EXERCISE DATA Block Start

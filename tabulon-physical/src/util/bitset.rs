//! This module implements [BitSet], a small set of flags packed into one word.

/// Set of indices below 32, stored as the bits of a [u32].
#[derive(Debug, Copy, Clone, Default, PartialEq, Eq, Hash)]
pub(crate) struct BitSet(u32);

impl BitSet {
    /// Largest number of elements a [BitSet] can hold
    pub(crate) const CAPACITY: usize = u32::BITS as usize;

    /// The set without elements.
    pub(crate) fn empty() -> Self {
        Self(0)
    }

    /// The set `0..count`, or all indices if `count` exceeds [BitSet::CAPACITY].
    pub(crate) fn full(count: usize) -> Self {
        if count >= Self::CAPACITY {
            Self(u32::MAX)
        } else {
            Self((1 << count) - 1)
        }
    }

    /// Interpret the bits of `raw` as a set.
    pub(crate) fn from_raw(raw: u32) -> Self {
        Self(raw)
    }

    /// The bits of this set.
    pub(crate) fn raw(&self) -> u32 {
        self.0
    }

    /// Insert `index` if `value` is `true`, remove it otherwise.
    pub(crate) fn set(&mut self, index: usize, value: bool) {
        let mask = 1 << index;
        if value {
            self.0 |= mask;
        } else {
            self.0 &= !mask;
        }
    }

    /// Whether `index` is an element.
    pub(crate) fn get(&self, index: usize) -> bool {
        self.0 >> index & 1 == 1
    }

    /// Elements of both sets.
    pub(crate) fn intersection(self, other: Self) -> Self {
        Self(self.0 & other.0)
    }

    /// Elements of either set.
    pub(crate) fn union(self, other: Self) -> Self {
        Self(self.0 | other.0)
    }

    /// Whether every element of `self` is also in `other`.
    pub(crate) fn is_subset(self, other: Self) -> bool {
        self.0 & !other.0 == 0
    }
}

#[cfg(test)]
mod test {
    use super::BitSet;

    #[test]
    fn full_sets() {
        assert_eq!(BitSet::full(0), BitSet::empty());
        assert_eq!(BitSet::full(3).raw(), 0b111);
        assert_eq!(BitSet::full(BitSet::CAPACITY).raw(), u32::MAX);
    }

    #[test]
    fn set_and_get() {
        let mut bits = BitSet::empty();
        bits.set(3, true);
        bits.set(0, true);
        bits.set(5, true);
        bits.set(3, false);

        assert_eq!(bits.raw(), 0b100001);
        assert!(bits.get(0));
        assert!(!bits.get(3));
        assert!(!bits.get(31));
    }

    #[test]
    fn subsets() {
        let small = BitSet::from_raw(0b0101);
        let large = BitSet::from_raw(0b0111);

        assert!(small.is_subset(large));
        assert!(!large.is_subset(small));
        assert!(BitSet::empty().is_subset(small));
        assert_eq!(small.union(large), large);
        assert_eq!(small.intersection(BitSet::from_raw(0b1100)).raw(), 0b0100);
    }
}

EXERCISE DATA Block End
EXERCISE DATA Block Start

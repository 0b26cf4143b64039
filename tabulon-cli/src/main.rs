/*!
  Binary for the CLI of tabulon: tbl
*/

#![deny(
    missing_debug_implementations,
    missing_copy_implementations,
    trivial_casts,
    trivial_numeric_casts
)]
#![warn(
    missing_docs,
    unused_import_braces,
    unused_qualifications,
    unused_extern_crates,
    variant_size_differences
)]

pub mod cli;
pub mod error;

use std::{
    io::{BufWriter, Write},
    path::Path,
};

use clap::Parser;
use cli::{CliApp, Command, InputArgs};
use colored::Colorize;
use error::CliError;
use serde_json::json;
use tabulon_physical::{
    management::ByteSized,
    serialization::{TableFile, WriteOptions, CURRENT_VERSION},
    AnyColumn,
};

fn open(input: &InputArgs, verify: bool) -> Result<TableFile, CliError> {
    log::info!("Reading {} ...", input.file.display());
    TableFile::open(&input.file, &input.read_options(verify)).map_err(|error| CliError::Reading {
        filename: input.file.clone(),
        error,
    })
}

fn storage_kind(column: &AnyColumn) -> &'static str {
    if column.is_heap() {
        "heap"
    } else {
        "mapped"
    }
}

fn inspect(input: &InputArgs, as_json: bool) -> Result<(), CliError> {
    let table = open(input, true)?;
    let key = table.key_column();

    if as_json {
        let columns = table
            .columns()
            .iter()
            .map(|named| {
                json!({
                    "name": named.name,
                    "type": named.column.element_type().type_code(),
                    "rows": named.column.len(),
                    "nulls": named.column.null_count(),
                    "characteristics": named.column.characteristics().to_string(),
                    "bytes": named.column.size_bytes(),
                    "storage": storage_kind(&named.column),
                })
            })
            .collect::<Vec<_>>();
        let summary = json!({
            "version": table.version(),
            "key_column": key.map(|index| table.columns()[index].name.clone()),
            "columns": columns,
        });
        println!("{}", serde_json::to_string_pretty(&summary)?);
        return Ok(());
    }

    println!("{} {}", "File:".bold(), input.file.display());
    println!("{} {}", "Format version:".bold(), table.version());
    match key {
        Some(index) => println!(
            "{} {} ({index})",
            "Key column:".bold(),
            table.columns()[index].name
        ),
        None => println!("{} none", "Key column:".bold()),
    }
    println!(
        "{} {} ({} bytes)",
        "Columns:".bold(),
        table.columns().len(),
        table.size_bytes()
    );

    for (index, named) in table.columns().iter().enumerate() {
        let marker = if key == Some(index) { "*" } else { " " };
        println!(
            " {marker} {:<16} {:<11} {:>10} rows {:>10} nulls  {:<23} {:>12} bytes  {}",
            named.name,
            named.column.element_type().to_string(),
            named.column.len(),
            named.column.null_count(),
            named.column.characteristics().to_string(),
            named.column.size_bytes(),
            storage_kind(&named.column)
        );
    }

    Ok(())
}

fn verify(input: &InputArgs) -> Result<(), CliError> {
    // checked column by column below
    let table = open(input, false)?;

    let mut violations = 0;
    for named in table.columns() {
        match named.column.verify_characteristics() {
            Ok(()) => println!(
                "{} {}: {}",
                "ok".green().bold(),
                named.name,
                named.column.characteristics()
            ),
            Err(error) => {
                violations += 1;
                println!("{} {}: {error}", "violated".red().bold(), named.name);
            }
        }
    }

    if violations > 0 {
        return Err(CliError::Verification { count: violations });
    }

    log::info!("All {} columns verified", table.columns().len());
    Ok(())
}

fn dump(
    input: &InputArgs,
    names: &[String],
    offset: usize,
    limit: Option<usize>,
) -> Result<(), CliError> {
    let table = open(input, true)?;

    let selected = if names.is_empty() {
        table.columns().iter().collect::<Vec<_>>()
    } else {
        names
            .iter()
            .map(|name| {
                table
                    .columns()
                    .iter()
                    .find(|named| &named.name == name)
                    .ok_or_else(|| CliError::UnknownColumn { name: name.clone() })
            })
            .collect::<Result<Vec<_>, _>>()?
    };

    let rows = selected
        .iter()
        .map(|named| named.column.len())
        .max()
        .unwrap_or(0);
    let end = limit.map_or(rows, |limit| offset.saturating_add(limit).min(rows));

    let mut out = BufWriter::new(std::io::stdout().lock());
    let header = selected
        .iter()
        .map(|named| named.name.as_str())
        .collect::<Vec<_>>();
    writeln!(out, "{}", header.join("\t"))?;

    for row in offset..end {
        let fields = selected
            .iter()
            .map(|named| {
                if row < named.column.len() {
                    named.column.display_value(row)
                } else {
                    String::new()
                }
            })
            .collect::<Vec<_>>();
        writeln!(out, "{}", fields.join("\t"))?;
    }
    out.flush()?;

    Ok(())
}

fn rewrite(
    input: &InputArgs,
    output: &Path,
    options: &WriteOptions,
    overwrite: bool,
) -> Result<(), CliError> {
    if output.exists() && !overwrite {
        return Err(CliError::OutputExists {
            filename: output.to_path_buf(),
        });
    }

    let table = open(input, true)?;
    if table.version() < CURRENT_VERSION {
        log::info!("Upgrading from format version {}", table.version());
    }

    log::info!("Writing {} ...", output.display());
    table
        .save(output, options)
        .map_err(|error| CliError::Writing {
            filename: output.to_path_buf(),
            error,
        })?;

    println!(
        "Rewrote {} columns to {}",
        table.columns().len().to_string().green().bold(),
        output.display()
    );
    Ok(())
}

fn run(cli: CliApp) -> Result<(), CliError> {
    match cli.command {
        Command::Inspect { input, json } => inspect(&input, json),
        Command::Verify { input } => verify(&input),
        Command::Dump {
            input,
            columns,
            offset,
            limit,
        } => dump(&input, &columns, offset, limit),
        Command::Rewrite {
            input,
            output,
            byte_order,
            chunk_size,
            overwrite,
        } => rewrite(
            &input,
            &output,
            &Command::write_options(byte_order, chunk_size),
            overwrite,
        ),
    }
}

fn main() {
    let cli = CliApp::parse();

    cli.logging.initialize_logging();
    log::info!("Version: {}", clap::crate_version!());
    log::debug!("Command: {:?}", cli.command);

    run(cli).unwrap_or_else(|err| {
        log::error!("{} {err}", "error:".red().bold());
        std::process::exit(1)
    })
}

EXERCISE DATA Block End

> **WHAT THE EXERCISE ASKS**: The entries above hold the needed span. Transcribe exactly the lines from the one with "self.0 &= !mask;" to the one with "let large = BitSet::from_raw(0b0111);", both included.

> **SOLUTION FOR THIS PROBLEM**:
            self.0 &= !mask;
        }
    }

    /// Whether `index` is an element.
    pub(crate) fn get(&self, index: usize) -> bool {
        self.0 >> index & 1 == 1
    }

    /// Elements of both sets.
    pub(crate) fn intersection(self, other: Self) -> Self {
        Self(self.0 & other.0)
    }

    /// Elements of either set.
    pub(crate) fn union(self, other: Self) -> Self {
        Self(self.0 | other.0)
    }

    /// Whether every element of `self` is also in `other`.
    pub(crate) fn is_subset(self, other: Self) -> bool {
        self.0 & !other.0 == 0
    }
}

#[cfg(test)]
mod test {
    use super::BitSet;

    #[test]
    fn full_sets() {
        assert_eq!(BitSet::full(0), BitSet::empty());
        assert_eq!(BitSet::full(3).raw(), 0b111);
        assert_eq!(BitSet::full(BitSet::CAPACITY).raw(), u32::MAX);
    }

    #[test]
    fn set_and_get() {
        let mut bits = BitSet::empty();
        bits.set(3, true);
        bits.set(0, true);
        bits.set(5, true);
        bits.set(3, false);

        assert_eq!(bits.raw(), 0b100001);
        assert!(bits.get(0));
        assert!(!bits.get(3));
        assert!(!bits.get(31));
    }

    #[test]
    fn subsets() {
        let small = BitSet::from_raw(0b0101);
        let large = BitSet::from_raw(0b0111);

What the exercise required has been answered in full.